# Double clutch adjustment



## dozer966 (Dec 30, 2014)

So I finally got all my parts in. Changed bearings and seals on input shaft, cleaned up flywheel, changed pilot bearing and release bearing. Installed new clutch assembly and now not sure on how to adjust it. Book is a little confusing and don't have there special tools. Can enny on Gide me through this.


----------



## FredM (Nov 18, 2015)

dozer966, I would assume that the dual pressure plate would be already setup and the only adjustments would be when you get the tractor joined and then set the clutch pedal free play.

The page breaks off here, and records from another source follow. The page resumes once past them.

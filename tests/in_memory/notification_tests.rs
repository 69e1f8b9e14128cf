//! Change events fanned out to compositor subscribers.

use super::helpers::{config, drain, echo, entered, next_notification};
use async_trait::async_trait;
use mosaic::compositor::CompositorConfig;
use mosaic::compositor::adapters::memory::InProcessConnector;
use mosaic::compositor::domain::{ChangeEvent, MountChange, MountPrefix, Notification, ServerInfo};
use mosaic::compositor::ports::{ChangeNotifier, SessionError, SessionResult, ToolServer};
use mosaic::compositor::services::NotificationSubscription;
use rstest::rstest;
use serde_json::Value;
use std::sync::Arc;
use std::time::Duration;

/// Waits for the next resource notification, skipping mount-set changes and
/// pinned-server announcements.
async fn next_from(subscription: &mut NotificationSubscription, prefix: &str) -> Notification {
    loop {
        let notification = next_notification(subscription)
            .await
            .expect("a notification should arrive");
        if matches!(notification, Notification::Resource { .. })
            && notification.prefix().as_str() == prefix
        {
            return notification;
        }
    }
}

fn resource_events_from(notifications: &[Notification], prefix: &str) -> usize {
    notifications
        .iter()
        .filter(|notification| {
            matches!(notification, Notification::Resource { .. })
                && notification.prefix().as_str() == prefix
        })
        .count()
}

/// Announces a list change the moment it is attached to a session.
struct EagerServer;

#[async_trait]
impl ToolServer for EagerServer {
    fn info(&self) -> ServerInfo {
        ServerInfo::new("eager", "1.0.0")
    }

    fn attach(&self, notifier: ChangeNotifier) {
        let _sent = notifier.notify(ChangeEvent::ResourceListChanged);
    }

    async fn call_tool(&self, name: &str, _payload: Value) -> SessionResult<Value> {
        Err(SessionError::UnknownOperation(name.to_owned()))
    }
}

#[rstest]
#[tokio::test(flavor = "multi_thread")]
async fn every_subscriber_sees_events_tagged_with_their_prefix(config: CompositorConfig) {
    let compositor = entered(config).await;
    let mut first = compositor.subscribe();
    let mut second = compositor.subscribe();
    let server = echo("docs");
    compositor
        .mount("docs", &InProcessConnector::new(Arc::clone(&server)))
        .await
        .expect("mount should succeed");

    assert!(server.emit(ChangeEvent::updated("file:///readme")));

    let expected = Notification::Resource {
        prefix: MountPrefix::new("docs").expect("valid prefix"),
        event: ChangeEvent::updated("file:///readme"),
    };
    assert_eq!(next_from(&mut first, "docs").await, expected);
    assert_eq!(next_from(&mut second, "docs").await, expected);
}

#[rstest]
#[tokio::test(flavor = "multi_thread")]
async fn mount_set_changes_are_announced_in_order(config: CompositorConfig) {
    let compositor = entered(config).await;
    let mut subscription = compositor.subscribe();

    compositor
        .mount("alpha", &InProcessConnector::new(echo("alpha")))
        .await
        .expect("mount");
    compositor.unmount("alpha").await.expect("unmount");

    let changes: Vec<(String, MountChange)> = drain(&mut subscription)
        .into_iter()
        .filter_map(|notification| match notification {
            Notification::MountSetChanged { prefix, change } => Some((prefix.into(), change)),
            Notification::Resource { .. } => None,
        })
        .collect();
    assert_eq!(
        changes,
        vec![
            ("alpha".to_owned(), MountChange::Mounted),
            ("alpha".to_owned(), MountChange::Unmounted),
        ]
    );
}

#[rstest]
#[tokio::test(flavor = "multi_thread")]
async fn mounted_is_announced_before_the_first_resource_event(config: CompositorConfig) {
    let compositor = entered(config).await;
    let mut subscription = compositor.subscribe();

    compositor
        .mount("eager", &InProcessConnector::new(Arc::new(EagerServer)))
        .await
        .expect("mount should succeed");

    let prefix = MountPrefix::new("eager").expect("valid prefix");
    let mut seen = Vec::new();
    while !seen
        .iter()
        .any(|notification| matches!(notification, Notification::Resource { .. }))
    {
        let notification = next_notification(&mut subscription)
            .await
            .expect("the attach-time event should arrive");
        if notification.prefix() == &prefix {
            seen.push(notification);
        }
    }
    assert_eq!(
        seen,
        vec![
            Notification::MountSetChanged {
                prefix: prefix.clone(),
                change: MountChange::Mounted,
            },
            Notification::Resource {
                prefix,
                event: ChangeEvent::ResourceListChanged,
            },
        ]
    );
}

#[rstest]
#[tokio::test(flavor = "multi_thread")]
async fn nothing_is_published_for_a_prefix_after_unmount(config: CompositorConfig) {
    let compositor = entered(config).await;
    let mut subscription = compositor.subscribe();
    let server = echo("docs");
    compositor
        .mount("docs", &InProcessConnector::new(Arc::clone(&server)))
        .await
        .expect("mount should succeed");
    assert!(server.emit(ChangeEvent::ResourceListChanged));
    next_from(&mut subscription, "docs").await;

    compositor.unmount("docs").await.expect("unmount");
    let _ = server.emit(ChangeEvent::updated("file:///late"));
    tokio::time::sleep(Duration::from_millis(50)).await;

    assert_eq!(resource_events_from(&drain(&mut subscription), "docs"), 0);
}

#[rstest]
#[tokio::test(flavor = "multi_thread")]
async fn a_remounted_prefix_publishes_only_the_new_server_events(config: CompositorConfig) {
    let compositor = entered(config).await;
    let mut subscription = compositor.subscribe();
    let old = echo("old");
    compositor
        .mount("docs", &InProcessConnector::new(Arc::clone(&old)))
        .await
        .expect("first mount");
    compositor.unmount("docs").await.expect("unmount");
    let new = echo("new");
    compositor
        .mount("docs", &InProcessConnector::new(Arc::clone(&new)))
        .await
        .expect("second mount");

    let _ = old.emit(ChangeEvent::updated("file:///stale"));
    assert!(new.emit(ChangeEvent::updated("file:///fresh")));

    let received = next_from(&mut subscription, "docs").await;
    assert_eq!(
        received,
        Notification::Resource {
            prefix: MountPrefix::new("docs").expect("valid prefix"),
            event: ChangeEvent::updated("file:///fresh"),
        }
    );
    tokio::time::sleep(Duration::from_millis(50)).await;
    assert_eq!(resource_events_from(&drain(&mut subscription), "docs"), 0);
}

#[rstest]
#[tokio::test(flavor = "multi_thread")]
async fn subscriptions_end_when_the_compositor_exits(config: CompositorConfig) {
    let compositor = entered(config).await;
    let mut subscription = compositor.subscribe();

    compositor.exit().await.expect("exit");

    let mut remaining = 0_usize;
    while tokio::time::timeout(Duration::from_secs(1), subscription.recv())
        .await
        .expect("subscription should end")
        .is_some()
    {
        remaining += 1;
    }
    assert!(remaining > 0, "exit announces the unmounted pinned servers");
}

I may be wrong but when I have replaced a pressure plate and clutch disc, it was bolt up to flywheel, I would be interested to hear if a dual plate clutch is any different. .


----------



## sixbales (May 18, 2011)

Howdy dozer966,

I agree with FredM. I bought the complete 2-stage clutch when I changed mine 8-10 years ago. It was set up in a jig at the factory and ready to bolt on. 

Your local NH dealer should have a jig to set yours if it hasn't been set up correctly.


----------



## dozer966 (Dec 30, 2014)

Ok guys reread Ford shop manual and it says that new clutch assemblys are preset . Also contacted parts supplier and he said the same as yous so good to go.

FredM and sixbales, thanks for the reply much appreciated. Will keep you posted. Still have to replace lower links and HYD filter in rear. Actually all filters, thermostat and glowplug .


----------